In the data below, which lines contain "WHERE"? List them by copying each one.

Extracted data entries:
Start of Block
use async_trait::async_trait;
use chrono::{DateTime, Utc};
use sqlx::PgPool;
use tracing::info;
use uuid::Uuid;

use lectern_model::{CourseId, Enrollment, EnrollmentId, LectureId, UserId};

use crate::database::ports::enrollments::EnrollmentsRepository;
use crate::error::{CoreError, Result};

#[derive(Clone, Debug)]
pub struct PostgresEnrollmentsRepository {
    pool: PgPool,
}

impl PostgresEnrollmentsRepository {
    pub fn new(pool: PgPool) -> Self {
        Self { pool }
    }

    fn pool(&self) -> &PgPool {
        &self.pool
    }
}

#[derive(Debug, sqlx::FromRow)]
struct EnrollmentRow {
    id: Uuid,
    user_id: Uuid,
    course_id: Uuid,
    progress: i32,
    completed: bool,
    last_lecture_id: Option<Uuid>,
    enrolled_at: DateTime<Utc>,
    last_accessed_at: DateTime<Utc>,
}

impl From<EnrollmentRow> for Enrollment {
    fn from(row: EnrollmentRow) -> Self {
        Enrollment {
            id: EnrollmentId(row.id),
            user_id: UserId(row.user_id),
            course_id: CourseId(row.course_id),
            progress: row.progress,
            completed: row.completed,
            last_lecture_id: row.last_lecture_id.map(LectureId),
            enrolled_at: row.enrolled_at,
            last_accessed_at: row.last_accessed_at,
        }
    }
}

const ENROLLMENT_COLUMNS: &str =
    "id, user_id, course_id, progress, completed, last_lecture_id, enrolled_at, last_accessed_at";

#[async_trait]
impl EnrollmentsRepository for PostgresEnrollmentsRepository {
    async fn create(&self, user_id: UserId, course_id: CourseId) -> Result<Enrollment> {
        let row = sqlx::query_as::<_, EnrollmentRow>(&format!(
            r#"
            INSERT INTO enrollments (id, user_id, course_id)
            VALUES ($1, $2, $3)
            RETURNING {ENROLLMENT_COLUMNS}
            "#
        ))
        .bind(Uuid::now_v7())
        .bind(user_id.to_uuid())
        .bind(course_id.to_uuid())
        .fetch_one(self.pool())
        .await
        .map_err(|e| match &e {
            // The (user, course) pair is unique; a duplicate payment event
            // must be rejected, not re-applied.
            sqlx::Error::Database(db) if db.is_unique_violation() => CoreError::Conflict(
                format!("user {user_id} is already enrolled in course {course_id}"),
            ),
            _ => CoreError::Internal(format!("Failed to create enrollment: {}", e)),
        })?;

        info!("Enrolled user {} in course {}", user_id, course_id);
        Ok(row.into())
    }

    async fn get(&self, user_id: UserId, course_id: CourseId) -> Result<Option<Enrollment>> {
        let row = sqlx::query_as::<_, EnrollmentRow>(&format!(
            "SELECT {ENROLLMENT_COLUMNS} FROM enrollments WHERE user_id = $1 AND course_id = $2"
        ))
        .bind(user_id.to_uuid())
        .bind(course_id.to_uuid())
        .fetch_optional(self.pool())
        .await
        .map_err(|e| CoreError::Internal(format!("Failed to get enrollment: {}", e)))?;

        Ok(row.map(Into::into))
    }

    async fn get_by_id(&self, id: EnrollmentId) -> Result<Option<Enrollment>> {
        let row = sqlx::query_as::<_, EnrollmentRow>(&format!(
            "SELECT {ENROLLMENT_COLUMNS} FROM enrollments WHERE id = $1"
        ))
        .bind(id.to_uuid())
        .fetch_optional(self.pool())
        .await
        .map_err(|e| CoreError::Internal(format!("Failed to get enrollment: {}", e)))?;

        Ok(row.map(Into::into))
    }

    async fn delete(&self, id: EnrollmentId) -> Result<()> {
        let result = sqlx::query("DELETE FROM enrollments WHERE id = $1")
            .bind(id.to_uuid())
            .execute(self.pool())
            .await
            .map_err(|e| CoreError::Internal(format!("Failed to delete enrollment: {}", e)))?;

        if result.rows_affected() == 0 {
            return Err(CoreError::NotFound(format!("enrollment {id}")));
        }
        info!("Revoked enrollment {}", id);
        Ok(())
    }

    async fn touch_last_access(&self, id: EnrollmentId, lecture_id: LectureId) -> Result<()> {
        sqlx::query(
            r#"
            UPDATE enrollments
            SET last_lecture_id = $2, last_accessed_at = NOW()
            WHERE id = $1
            "#,
        )
        .bind(id.to_uuid())
        .bind(lecture_id.to_uuid())
        .execute(self.pool())
        .await
        .map_err(|e| CoreError::Internal(format!("Failed to touch enrollment: {}", e)))?;
        Ok(())
    }

    async fn add_completed_lecture(
        &self,
        id: EnrollmentId,
        lecture_id: LectureId,
    ) -> Result<bool> {
        let result = sqlx::query(
            r#"
            INSERT INTO enrollment_completed_lectures (enrollment_id, lecture_id)
            VALUES ($1, $2)
            ON CONFLICT (enrollment_id, lecture_id) DO NOTHING
            "#,
        )
        .bind(id.to_uuid())
        .bind(lecture_id.to_uuid())
        .execute(self.pool())
        .await
        .map_err(|e| CoreError::Internal(format!("Failed to record completed lecture: {}", e)))?;

        // Zero rows affected means the lecture was already in the set, so a
        // retried beacon does not count as a new completion.
        Ok(result.rows_affected() > 0)
    }

    async fn count_completed_active_lectures(&self, id: EnrollmentId) -> Result<i64> {
        sqlx::query_scalar::<_, i64>(
            r#"
            SELECT COUNT(*)
            FROM enrollment_completed_lectures ecl
            JOIN enrollments e ON e.id = ecl.enrollment_id
            JOIN lectures l ON l.id = ecl.lecture_id AND l.is_deleted = FALSE
            JOIN sections s ON s.id = l.section_id
                AND s.is_deleted = FALSE
                AND s.course_id = e.course_id
            WHERE ecl.enrollment_id = $1
            "#,
        )
        .bind(id.to_uuid())
        .fetch_one(self.pool())
        .await
        .map_err(|e| CoreError::Internal(format!("Failed to count completed lectures: {}", e)))
    }

    async fn completed_lecture_ids(&self, id: EnrollmentId) -> Result<Vec<LectureId>> {
        let rows = sqlx::query_scalar::<_, Uuid>(
            "SELECT lecture_id FROM enrollment_completed_lectures WHERE enrollment_id = $1",
        )
        .bind(id.to_uuid())
        .fetch_all(self.pool())
        .await
        .map_err(|e| CoreError::Internal(format!("Failed to list completed lectures: {}", e)))?;

        Ok(rows.into_iter().map(LectureId).collect())
    }

    async fn set_progress(
        &self,
        id: EnrollmentId,
        progress: i32,
        completed: bool,
    ) -> Result<()> {
        sqlx::query(
            r#"
            UPDATE enrollments
            SET progress = $2, completed = $3
            WHERE id = $1
            "#,
        )
        .bind(id.to_uuid())
        .bind(progress)
        .bind(completed)
        .execute(self.pool())
        .await
        .map_err(|e| CoreError::Internal(format!("Failed to set enrollment progress: {}", e)))?;
        Ok(())
    }
}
End of Block
Task response:
            "SELECT {ENROLLMENT_COLUMNS} FROM enrollments WHERE user_id = $1 AND course_id = $2"
            "SELECT {ENROLLMENT_COLUMNS} FROM enrollments WHERE id = $1"
        let result = sqlx::query("DELETE FROM enrollments WHERE id = $1")
            WHERE id = $1
            WHERE ecl.enrollment_id = $1
            "SELECT lecture_id FROM enrollment_completed_lectures WHERE enrollment_id = $1",
            WHERE id = $1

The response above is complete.